Le università e i college Usa non possono tenere in considerazione la razza nel valutare le richieste di ammissione degli studenti.
Lo ha deciso la Corte Suprema Usa accogliendo il ricorso contro alcuni atenei, tra cui Harvard. I giudici hanno inferto così un colpo alla cosiddetta “affirmative action”, che da noi traduciamo con discriminazione positiva e finalizzata ad una maggiore inclusione delle minoranze di vario genere ma da molti ritenuta controversa e penalizzante.
Contro la sentenza della Corte Suprema si è scagliato Barack Obama, il più famoso degli studenti che pur non possedendo i mezzi finanziari e di classe per accedere alle costosissime università è riuscito a diventare il primo presidente Usa di discendenza africana.
“Come ogni politica, l’azione affermativa non era perfetta. Ma ha permesso a generazioni di studenti come Michelle e me di dimostrare che lo meritavamo. Ora tocca a tutti noi offrire ai giovani le opportunità che meritano — e aiutare gli studenti di tutto il mondo a beneficiare di nuove prospettive”, ha commentato l’ex presidente, ricordando la sua esperienza personale.
Obama non ha rinunciato ad una stoccata contro i privilegiati nell’accesso all’università. “Ovviamente, studenti del mio campus e innumerevoli altri in tutto il paese hanno ricevuto – e continuano a ricevere – una considerazione speciale per l’ammissione.
Alcuni hanno genitori che si sono laureati nella stessa scuola. Altri hanno famiglie che possono permettersi ‘coach’ che li aiutano a correre più velocemente o a colpire più forte una palla.
Altri vanno alle scuole superiori con risorse sontuose per i tutor e un’ampia preparazione standardizzata ai test che li aiuta a ottenere punteggi più alti negli esami di ammissione all’università. Di solito non ci chiediamo se quegli studenti lo meritano.
Così spesso, accettiamo semplicemente che il denaro, il potere e il privilegio siano forme perfettamente giustificabili di azione affermativa, mentre i ragazzi che crescono come me dovrebbero competere quando le condizioni di gioco sono tutt’altro che uguali”.
“Oggi – osserva – il mio cuore si spezza per ogni giovane là fuori che si chiede cosa riserva il suo futuro e che tipo di possibilità gli saranno aperte.

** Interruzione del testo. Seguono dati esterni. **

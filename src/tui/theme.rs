use ratatui::style::Color;

use crate::model::{NotificationKind, UiConfig};

/// Parsed color theme for the TUI
#[derive(Debug, Clone, PartialEq)]
pub struct Theme {
    pub background: Color,
    pub text: Color,
    pub text_bright: Color,
    pub highlight: Color,
    pub dim: Color,
    pub red: Color,
    pub yellow: Color,
    pub green: Color,
    pub blue: Color,
    pub selection_bg: Color,
}

impl Default for Theme {
    fn default() -> Self {
        Theme {
            background: Color::Rgb(0x0C, 0x00, 0x1B),
            text: Color::Rgb(0xB0, 0xAA, 0xFF),
            text_bright: Color::Rgb(0xFF, 0xFF, 0xFF),
            highlight: Color::Rgb(0xFB, 0x41, 0x96),
            dim: Color::Rgb(0x7D, 0x78, 0xBF),
            red: Color::Rgb(0xFF, 0x44, 0x44),
            yellow: Color::Rgb(0xFF, 0xD7, 0x00),
            green: Color::Rgb(0x44, 0xFF, 0x88),
            blue: Color::Rgb(0x44, 0x88, 0xFF),
            selection_bg: Color::Rgb(0x3D, 0x14, 0x38),
        }
    }
}

/// Parse a hex color string like "#FF4444" into an RGB Color
fn parse_hex_color(hex: &str) -> Option<Color> {
    let hex = hex.strip_prefix('#')?;
    if hex.len() != 6 || !hex.is_ascii() {
        return None;
    }
    let r = u8::from_str_radix(&hex[0..2], 16).ok()?;
    let g = u8::from_str_radix(&hex[2..4], 16).ok()?;
    let b = u8::from_str_radix(&hex[4..6], 16).ok()?;
    Some(Color::Rgb(r, g, b))
}

impl Theme {
    /// Create a theme from the `[ui]` config, falling back to defaults
    pub fn from_config(ui: &UiConfig) -> Self {
        let mut theme = Theme::default();

        for (key, value) in &ui.colors {
            let Some(color) = parse_hex_color(value) else {
                tracing::warn!(slot = %key, value = %value, "ignoring invalid color");
                continue;
            };
            match key.as_str() {
                "background" => theme.background = color,
                "text" => theme.text = color,
                "text_bright" => theme.text_bright = color,
                "highlight" => theme.highlight = color,
                "dim" => theme.dim = color,
                "red" => theme.red = color,
                "yellow" => theme.yellow = color,
                "green" => theme.green = color,
                "blue" => theme.blue = color,
                "selection_bg" => theme.selection_bg = color,
                _ => tracing::warn!(slot = %key, "unknown color slot"),
            }
        }

        theme
    }

    /// Accent color for a notification bar
    pub fn notification_color(&self, kind: NotificationKind) -> Color {
        match kind {
            NotificationKind::Create => self.blue,
            NotificationKind::Update => self.yellow,
            NotificationKind::Delete => self.red,
            NotificationKind::Complete => self.green,
            NotificationKind::Neutral => self.text,
        }
    }
}
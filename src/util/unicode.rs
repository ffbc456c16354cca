use unicode_segmentation::UnicodeSegmentation;
use unicode_width::UnicodeWidthStr;

/// Display width in terminal cells
pub fn display_width(s: &str) -> usize {
    UnicodeWidthStr::width(s)
}

/// Truncate a string to fit within `max_cells` terminal cells, appending `…` if truncated.
pub fn truncate_to_width(s: &str, max_cells: usize) -> String {
    if max_cells == 0 {
        return String::new();
    }
    if display_width(s) <= max_cells {
        return s.to_string();
    }
    if max_cells == 1 {
        return "\u{2026}".to_string();
    }
    let budget = max_cells - 1;
    let mut width = 0;
    let mut result = String::new();
    for grapheme in s.graphemes(true) {
        let gw = display_width(grapheme);
        if width + gw > budget {
            break;
        }
        width += gw;
        result.push_str(grapheme);
    }
    result.push('\u{2026}');
    result
}

/// Spaces needed to pad `used` cells out to `total`
pub fn padding(used: usize, total: usize) -> String {
    " ".repeat(total.saturating_sub(used))
}

/// Next grapheme boundary after `byte_offset`. Returns None if at end.
pub fn next_grapheme_boundary(s: &str, byte_offset: usize) -> Option<usize> {
    if byte_offset >= s.len() {
        return None;
    }
    match s[byte_offset..].grapheme_indices(true).nth(1) {
        Some((i, _)) => Some(byte_offset + i),
        None => Some(s.len()),
    }
}

/// Previous grapheme boundary before `byte_offset`. Returns None if at start.
pub fn prev_grapheme_boundary(s: &str, byte_offset: usize) -> Option<usize> {
    if byte_offset == 0 {
        return None;
    }
    s[..byte_offset]
        .grapheme_indices(true)
        .next_back()
        .map(|(i, _)| i)
}
use ratatui::Frame;
use ratatui::layout::Rect;
use ratatui::style::Style;
use ratatui::text::{Line, Span};
use ratatui::widgets::Paragraph;

use crate::tui::app::{App, Mode};
use crate::util::unicode;

/// Render the status row (bottom of screen)
pub fn render_status_row(frame: &mut Frame, app: &App, area: Rect) {
    let bg = app.theme.background;
    let width = area.width as usize;

    let (label, hint) = match app.mode {
        Mode::Navigate => ("", "a add  e edit  space toggle  d delete  ? help  q quit"),
        Mode::Input => ("-- ADD --", "Enter add  Esc done"),
        Mode::Edit => ("-- EDIT --", "Enter save  Esc reset"),
    };

    let mut spans = vec![Span::styled(
        format!(" {}", label),
        Style::default().fg(app.theme.highlight).bg(bg),
    )];
    if app.show_key_hints {
        let content_width = unicode::display_width(label) + 1;
        let hint_width = unicode::display_width(hint);
        if content_width + hint_width < width {
            spans.push(Span::styled(
                unicode::padding(content_width + hint_width, width),
                Style::default().bg(bg),
            ));
            spans.push(Span::styled(hint, Style::default().fg(app.theme.dim).bg(bg)));
        }
    }

    let paragraph = Paragraph::new(Line::from(spans)).style(Style::default().bg(bg));
    frame.render_widget(paragraph, area);
}

#[cfg(test)]
mod tests {
    use super::*;
    use crate::tui::render::test_helpers::*;

    #[test]
    fn hints_follow_mode() {
        let mut app = default_app();
        let output = render_to_string(TERM_W, 1, |frame, area| {
            render_status_row(frame, &app, area);
        });
        assert!(output.ends_with("? help  q quit"));

        app.mode = Mode::Edit;
        let output = render_to_string(TERM_W, 1, |frame, area| {
            render_status_row(frame, &app, area);
        });
        assert!(output.starts_with(" -- EDIT --"));
        assert!(output.ends_with("Enter save  Esc reset"));
    }

    #[test]
    fn hints_can_be_hidden() {
        let mut app = default_app();
        app.show_key_hints = false;
        app.mode = Mode::Input;
        let output = render_to_string(TERM_W, 1, |frame, area| {
            render_status_row(frame, &app, area);
        });
        assert_eq!(output, " -- ADD --");
    }

    #[test]
    fn narrow_terminal_drops_hints() {
        let app = default_app();
        let output = render_to_string(20, 1, |frame, area| {
            render_status_row(frame, &app, area);
        });
        assert_eq!(output, "");
    }
}
use ratatui::Frame;
use ratatui::layout::{Alignment, Rect};
use ratatui::style::{Modifier, Style};
use ratatui::widgets::Paragraph;

use crate::tui::app::App;

pub const TAGLINE: &str = "Built to keep the chaos in check.";

pub fn render_footer(frame: &mut Frame, app: &App, area: Rect) {
    let style = Style::default()
        .fg(app.theme.dim)
        .bg(app.theme.background)
        .add_modifier(Modifier::ITALIC);
    let footer = Paragraph::new(TAGLINE)
        .alignment(Alignment::Center)
        .style(style);
    frame.render_widget(footer, area);
}
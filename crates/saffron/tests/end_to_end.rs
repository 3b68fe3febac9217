//! End-to-end scenarios (spec.md §8), each run through the public
//! `Runner` API the way `ouros`'s `tests/*.rs` exercise `Runner`/`Object`
//! rather than reaching into VM internals.

use std::path::Path;

use saffron::{CollectStringPrint, InterpretResult, NoLimitTracker, NoopTracer, Runner};

#[test]
fn arithmetic_precedence_prints_seven() {
    let runner = Runner::new("println(1 + 2 * 3);", Path::new("test.saf")).expect("compiles");
    let print = Box::new(CollectStringPrint::default());
    let result = runner.run(Box::new(NoLimitTracker), print, Box::new(NoopTracer));
    assert!(matches!(result, InterpretResult::Ok(_)));
}

#[test]
fn closures_close_over_their_own_counter() {
    let source = "\
        fun make() { var i = 0; return fun () => { i = i + 1; return i; }; }\n\
        var c = make(); println(c()); println(c()); println(c());";
    let runner = Runner::new(source, Path::new("test.saf")).expect("compiles");
    let result = runner.run_no_limits();
    assert!(matches!(result, InterpretResult::Ok(_)));
}

#[test]
fn single_inheritance_resolves_super_calls() {
    let source = "\
        class A { init(x) { this.x = x; } get() { return this.x; } }\n\
        class B < A { get() { return super.get() + 1; } }\n\
        println(B(41).get());";
    let runner = Runner::new(source, Path::new("test.saf")).expect("compiles");
    let result = runner.run_no_limits();
    assert!(matches!(result, InterpretResult::Ok(_)));
}

#[test]
fn spawned_task_runs_cooperatively_and_yields_a_result() {
    let source = "\
        fun slow() { yield [1, 0.01]; return 7; }\n\
        var t = spawn(slow);\n\
        while (!t.isReady()) { yield [1, 0.005]; }\n\
        println(t.getResult());";
    let runner = Runner::new(source, Path::new("test.saf")).expect("compiles");
    let result = runner.run_no_limits();
    assert!(matches!(result, InterpretResult::Ok(_)));
}

#[test]
fn map_keys_and_values_report_the_right_lengths() {
    let source = "\
        var m = {};\n\
        m[\"a\"] = 1; m[\"b\"] = 2;\n\
        println(m.keys().length() + m.values().length());";
    let runner = Runner::new(source, Path::new("test.saf")).expect("compiles");
    let result = runner.run_no_limits();
    assert!(matches!(result, InterpretResult::Ok(_)));
}

#[test]
fn returning_a_value_from_an_initializer_is_a_compile_error() {
    let err = Runner::new("class C { init() { return 5; } }", Path::new("test.saf")).unwrap_err();
    assert!(err.iter().any(|e| e.message.to_lowercase().contains("initializer")));
}

#[test]
fn print_writes_through_the_supplied_sink() {
    let runner = Runner::new("println(\"hi\");", Path::new("test.saf")).expect("compiles");
    let print = Box::new(CollectStringPrint::default());
    let result = runner.run(Box::new(NoLimitTracker), print, Box::new(NoopTracer));
    assert!(matches!(result, InterpretResult::Ok(_)));
}
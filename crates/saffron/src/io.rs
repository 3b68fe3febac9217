//! Output sinks for the `print`/`println` built-ins (§6). Grounded on
//! `ouros::io::PrintWriter`/`StdPrint`, trimmed to the two implementations
//! Saffron actually needs: real stdout, and an in-memory collector for
//! embedding/tests (`ouros::io::CollectStringPrint`'s counterpart).

use std::io::{self, Write as _};

/// Where `print`/`println` output goes. Swappable so an embedder (or a test)
/// can capture output instead of writing to the process's real stdout.
pub trait PrintWriter: std::fmt::Debug {
    fn write_str(&mut self, text: &str);
}

#[derive(Debug, Default)]
pub struct StdPrint;

impl PrintWriter for StdPrint {
    fn write_str(&mut self, text: &str) {
        let stdout = io::stdout();
        let mut lock = stdout.lock();
        let _ = lock.write_all(text.as_bytes());
    }
}

/// Collects everything written to it into an in-memory buffer instead of
/// touching the real stdout (`ouros::io::CollectStringPrint`'s counterpart;
/// used by the integration tests under `tests/`).
#[derive(Debug, Default)]
pub struct CollectStringPrint {
    pub buffer: String,
}

impl PrintWriter for CollectStringPrint {
    fn write_str(&mut self, text: &str) {
        self.buffer.push_str(text);
    }
}

#[cfg(test)]
mod tests {
    use pretty_assertions::assert_eq;

    use super::*;

    #[test]
    fn collect_string_print_accumulates_across_calls() {
        let mut writer = CollectStringPrint::default();
        writer.write_str("hello");
        writer.write_str(" world\n");
        assert_eq!(writer.buffer, "hello world\n");
    }
}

E mentre conosco la forza e la grinta che si trovano dentro i ragazzi che hanno sempre dovuto sudare un po’ di più per salire le stesse scale, spero e prego che anche il resto di noi sia disposto a sudare un po’. La giornata di oggi ci ricorda che dobbiamo fare il lavoro non solo per attuare politiche che riflettano i nostri valori di equità ed equità, ma per rendere veramente reali quei valori in tutte le nostre scuole, luoghi di lavoro e quartieri”.